L'URSS avait déjà une longue histoire concernant les manipulations. Le KGB avait répandu l'idée, pendant la guerre froide, que les scientifiques du Pentagone avaient créé le VIH. Il avait aussi manipulé le mouvement anti-nucléaire allemand contre un gouvernement qui lui était défavorable, ou dénigrant Hoover et le sénateur Jackson, les accusant d'être homosexuels (la Russie fera la même chose au sujet du président Macron en 2017). La Russie s'entraîne à ces opérations de manipulation et désinformation après l'annexion de la Crimée et la guerre au Donbas, multipliant les cyberattaques en Ukraine, influençant par des piratages et révélations de données la campagne présidentielle américaine de 2016. C'est également à ce moment-là que Poutine envoya ses sbires racoler l'extrême-droite des pays occidentaux, allant jusqu'à financer le Front national en France. C'est le temps des "idiots utiles" - on pense aussi à l'acteur américain Steven Seagal, parmi beaucoup d'autres. L'élection de Trump représente sans doute pour Poutine l'apogée de cette campagne, moment où de plus en plus isolé de la réalité, il a dû se comparer à ses héros de fiction de l'époque soviétique. Encore plus isolé après la pandémie de Covid-19, Poutine, qui ne démord pas de l'idée que l'Ukraine n'est pas un vrai pays, mais un ancien territoire russe à reconquérir, finit par choisir l'option militaire massive en février 2022. Avec le résultat que l'on sait.

En conclusion, Andrew Weiss explique que Poutine ne lâchera pas les rênes. Il a beaucoup trop à y perdre. En persuadant les Russes qu'ils sont dans une forteresse assiégée, il se préserve lui-même. Mais si il a choisi cette stratégie, basée sur la manipulation et la désinformation, c'est qu'il sait précisément que la Russie n'a pas les moyens de tenir contre ses adversaires sur les plans militaire, économique et technologique.

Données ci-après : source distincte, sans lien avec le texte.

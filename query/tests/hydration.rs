mod common;

use std::time::Duration;

use common::{build_test_client, flaky_query, sleep_ms, Counter};
use fibre_query::{DehydratedState, FetchStatus, MutationOptions, MutationStatus, QueryStatus, Value};

#[tokio::test(start_paused = true)]
async fn test_snapshot_round_trips_through_json() {
  let source = build_test_client();
  source.set_query_data(["todos", "1"], Value::from_serialize(&serde_json::json!({"title": "write docs"})).unwrap());
  let calls = Counter::new();
  let _ = source.fetch_query(flaky_query("broken", &calls, 1)).await;

  let snapshot = source.dehydrate();
  assert_eq!(snapshot.queries.len(), 1, "only successful queries are kept");
  let json = serde_json::to_string(&snapshot).unwrap();
  let restored: DehydratedState = serde_json::from_str(&json).unwrap();
  assert_eq!(restored, snapshot);

  let target = build_test_client();
  target.hydrate(&restored);

  let state = target.get_query_state(["todos", "1"]).unwrap();
  assert_eq!(state.status, QueryStatus::Success);
  assert_eq!(state.fetch_status, FetchStatus::Idle);
  assert_eq!(state.data_updated_at, snapshot.queries[0].state.data_updated_at);
  let title = state.data.as_ref().and_then(|data| data.get("title")).and_then(Value::as_str);
  assert_eq!(title, Some("write docs"));
  assert!(target.get_query_state("broken").is_none());
}

#[tokio::test(start_paused = true)]
async fn test_hydrate_keeps_newer_local_data() {
  let source = build_test_client();
  source.set_query_data("shared", Value::from("old"));
  let snapshot = source.dehydrate();

  sleep_ms(10).await;
  let target = build_test_client();
  target.set_query_data("shared", Value::from("new"));
  target.hydrate(&snapshot);

  assert_eq!(target.get_query_data("shared"), Some(Value::from("new")));
}

#[tokio::test(start_paused = true)]
async fn test_hydrate_replaces_older_local_data() {
  let target = build_test_client();
  target.set_query_data("shared", Value::from("old"));

  sleep_ms(10).await;
  let source = build_test_client();
  source.set_query_data("shared", Value::from("new"));
  target.hydrate(&source.dehydrate());

  assert_eq!(target.get_query_data("shared"), Some(Value::from("new")));
}

#[tokio::test(start_paused = true)]
async fn test_opaque_values_are_not_dehydrated() {
  let client = build_test_client();
  client.set_query_data("opaque", Value::opaque(42u8));
  client.set_query_data("plain", Value::from(42));

  let snapshot = client.dehydrate();

  assert_eq!(snapshot.queries.len(), 1);
  assert_eq!(snapshot.queries[0].query_hash, client.query_cache().get_all()[1].hash());
}

#[tokio::test(start_paused = true)]
async fn test_paused_mutations_resume_after_hydration() {
  let source = build_test_client();
  source.online_manager().set_online(Some(false));
  let write = |variables: Value| async move { Ok(variables) };
  let pending = source.execute_mutation(MutationOptions::new().mutation_key("save").mutation_fn(write), "payload");
  sleep_ms(5).await;

  let snapshot = source.dehydrate();
  assert_eq!(snapshot.mutations.len(), 1);
  assert_eq!(snapshot.mutations[0].status, MutationStatus::Pending);
  drop(pending);

  let target = build_test_client();
  target.set_mutation_defaults("save", MutationOptions::new().mutation_fn(write));
  target.hydrate(&snapshot);
  let mutation = target.mutation_cache().get_all().remove(0);
  assert!(mutation.state().is_paused);

  target.resume_paused_mutations().await;

  let state = mutation.state();
  assert_eq!(state.status, MutationStatus::Success);
  assert_eq!(state.data, Some(Value::from("payload")));
  assert!(!state.is_paused);
}

#[tokio::test(start_paused = true)]
async fn test_snapshot_carries_fetched_data() {
  let client = build_test_client();
  let calls = Counter::new();
  let options = flaky_query("later", &calls, 0).stale_time(Duration::from_secs(60));
  client.fetch_query(options).await.unwrap();

  let snapshot = client.dehydrate();

  assert_eq!(snapshot.queries[0].state.data, serde_json::json!("data1"));
  assert_eq!(snapshot.queries[0].state.data_update_count, 1);
}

Un roman graphique stimulant, servi par un dessin simple mais efficace de Brian "Box" Brown, et la traduction de Fanny Soubiran, enrichi par 11 pages de notes en fin de volume. Il est plus analytique qu'un autre roman graphique que je commenterai peut-être prochainement, et qui lui décrit plus chronologiquement le parcours de Poutine (c'est aussi une traduction d'un ouvrage anglais, cette fois).